The anti-adhesive mucin podocalyxin may help initiate the transperitoneal metastasis of high grade serous ovarian carcinoma

High grade serous ovarian tumors often metastasize transperitoneally, a process that begins when small tumor nodules de-adhere and are released into the fluid of the abdominal cavity where they float freely to reach new sites on the peritoneal wall. Podocalyxin, a small anti-adhesive sialomucin, has been shown to contribute to non-adhesive membrane domain formation in some epithelia and is overexpressed in a variety of cancers. We therefore assessed podocalyxin expression on a previously characterized tissue microarray and found that 87% (169/194) of high grade serous epithelial ovarian carcinomas were positive for podocalyxin. In addition, cell surface localization of podocalyxin was associated with a significant decrease in disease-free survival in these tumors. When podocalyxin was force-expressed in serous ovarian carcinoma-derived OVCAR-3 cells it was targeted to the cell surface and it decreased the adhesion of these cells to mesothelial monolayers, fibronectin and immobilized β1 integrin-binding antibodies. This decrease in adhesion was associated with a modest decrease in cell surface β1 integrin.

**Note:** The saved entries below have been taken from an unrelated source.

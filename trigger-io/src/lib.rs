// Copyright (c) James Kassemi, SC, US. All rights reserved.

//! Transport seams used by the trigger modules.
//!
//! Modules only see three primitives: a pull-style receive with timeout
//! ([`MessageReceiver`]), a push-style send with timeout ([`MessageSender`]), and an
//! asynchronous subscription to an inbound signal ([`SignalSource`]). The in-process
//! implementations are bounded channels ([`queue`]) and a callback channel with its own
//! dispatcher thread ([`signal`]); [`ConnectionHub`] resolves them by connection name.

pub mod hub;
pub mod queue;
pub mod signal;

use std::time::Duration;

use thiserror::Error;

pub use hub::ConnectionHub;
pub use queue::{QueueReceiver, QueueSender, bounded};
pub use signal::{SignalChannel, SignalPublisher};

pub trait MessageReceiver<T>: Send + Sync {
    fn name(&self) -> &str;
    /// Blocks up to `timeout` for the next item.
    fn try_receive(&self, timeout: Duration) -> Result<T, ReceiveError>;
}

pub trait MessageSender<T>: Send + Sync {
    fn name(&self) -> &str;
    /// Blocks up to `timeout` for room; the item is handed back on failure.
    fn send(&self, item: T, timeout: Duration) -> Result<(), SendError<T>>;
}

pub type SignalHandler<T> = Box<dyn Fn(T) + Send + Sync + 'static>;

pub trait SignalSource<T>: Send + Sync {
    fn name(&self) -> &str;
    /// Installs `handler`; it runs on a context owned by the source, never the caller's.
    fn subscribe(&self, handler: SignalHandler<T>) -> Result<(), IoError>;
    /// Removes the handler and waits for any in-flight invocation to finish.
    fn unsubscribe(&self);
}

#[derive(Debug, Error, PartialEq, Eq)]
pub enum ReceiveError {
    #[error("receive timed out after {0:?}")]
    Timeout(Duration),
    #[error("connection {0} is disconnected")]
    Disconnected(String),
}

#[derive(Debug, Error)]
pub enum SendError<T> {
    #[error("send to {connection} timed out after {timeout:?}")]
    Timeout {
        connection: String,
        timeout: Duration,
        item: T,
    },
    #[error("connection {connection} is disconnected")]
    Disconnected { connection: String, item: T },
}

impl<T> SendError<T> {
    pub fn is_timeout(&self) -> bool {
        matches!(self, SendError::Timeout { .. })
    }

    pub fn into_item(self) -> T {
        match self {
            SendError::Timeout { item, .. } | SendError::Disconnected { item, .. } => item,
        }
    }
}

#[derive(Debug, Error, PartialEq, Eq)]
pub enum IoError {
    #[error("unknown connection {name}")]
    UnknownConnection { name: String },
    #[error("connection {name} does not carry {expected}")]
    TypeMismatch { name: String, expected: &'static str },
    #[error("connection {name} is already registered")]
    AlreadyRegistered { name: String },
    #[error("connection {name} already has a subscriber")]
    AlreadySubscribed { name: String },
    #[error("connection {name} must have a positive capacity")]
    ZeroCapacity { name: String },
    #[error("failed to spawn dispatcher for {name}: {reason}")]
    Spawn { name: String, reason: String },
}
#[derive(Debug, Error, PartialEq, Eq)]
pub enum MakerError {
    #[error("no timing signal offsets configured")]
    NoSignals,
    #[error("no offsets configured for signal type {signal_type}")]
    UnknownSignalType { signal_type: u32 },
}

impl From<MakerError> for EngineError {
    fn from(value: MakerError) -> Self {
        EngineError::Configuration(value.to_string())
    }
}

pub struct TimingCandidateMaker {
    inner: Arc<MakerInner>,
}

#[derive(Clone, Copy, Debug, Default, PartialEq, Eq)]
pub struct MakerMetricsSnapshot {
    pub data_received: u64,
    pub candidates_sent: u64,
    pub send_retries: u64,
    pub conversion_failures: u64,
    pub dropped: u64,
}

impl TimingCandidateMaker {
    /// Resolves both queues on `hub`; the maker is unusable without them.
    pub fn new(
        label: impl Into<String>,
        hub: &ConnectionHub,
        input: &str,
        output: &str,
    ) -> EngineResult<Self> {
        let input = hub
            .receiver::<TimeStampedData>(input)
            .map_err(connection_error)?;
        let output = hub
            .sender::<TriggerCandidate>(output)
            .map_err(connection_error)?;
        Ok(Self::with_endpoints(label, input, output))
    }

    pub fn with_endpoints(
        label: impl Into<String>,
        input: Arc<dyn MessageReceiver<TimeStampedData>>,
        output: Arc<dyn MessageSender<TriggerCandidate>>,
    ) -> Self {
        Self {
            inner: Arc::new(MakerInner {
                label: label.into(),
                input,
                output,
                control: Mutex::new(Control::default()),
                running: AtomicBool::new(false),
                counters: Counters::default(),
                health: Mutex::new(EngineHealth::default()),
            }),
        }
    }

    pub fn configure(&self, config: &TimingCandidateMakerConfig) -> EngineResult<()> {
        let mut control = self.inner.control.lock();
        let next = control.lifecycle.transition(Command::Configure)?;
        let table = SignalOffsetTable::from_config(config)?;
        info!(
            "[{}] configured with {} timing signal types",
            self.inner.label,
            table.len()
        );
        control.offsets = Some(Arc::new(table));
        control.lifecycle = next;
        Ok(())
    }

    pub fn label(&self) -> &str {
        &self.inner.label
    }

    pub fn metrics_snapshot(&self) -> MakerMetricsSnapshot {
        self.inner.counters.snapshot()
    }
}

In monolayer culture, podocalyxin was targeted to the free, apical domains of OVCAR-3 cells and it appeared to decrease β1 integrin levels on the attached basolateral domains of the same cells. Furthermore, in 3-dimensional basement membrane gel culture, the cells formed small, cohesive nodules and podocalyxin localized to membrane domains at the cell–basement membrane interface. Therefore, podocalyxin’s ability to facilitate the formation of non-adhesive membrane domains may contribute to the formation of free-floating high grade serous tumor nodules during the initial steps of transperitoneal metastasis.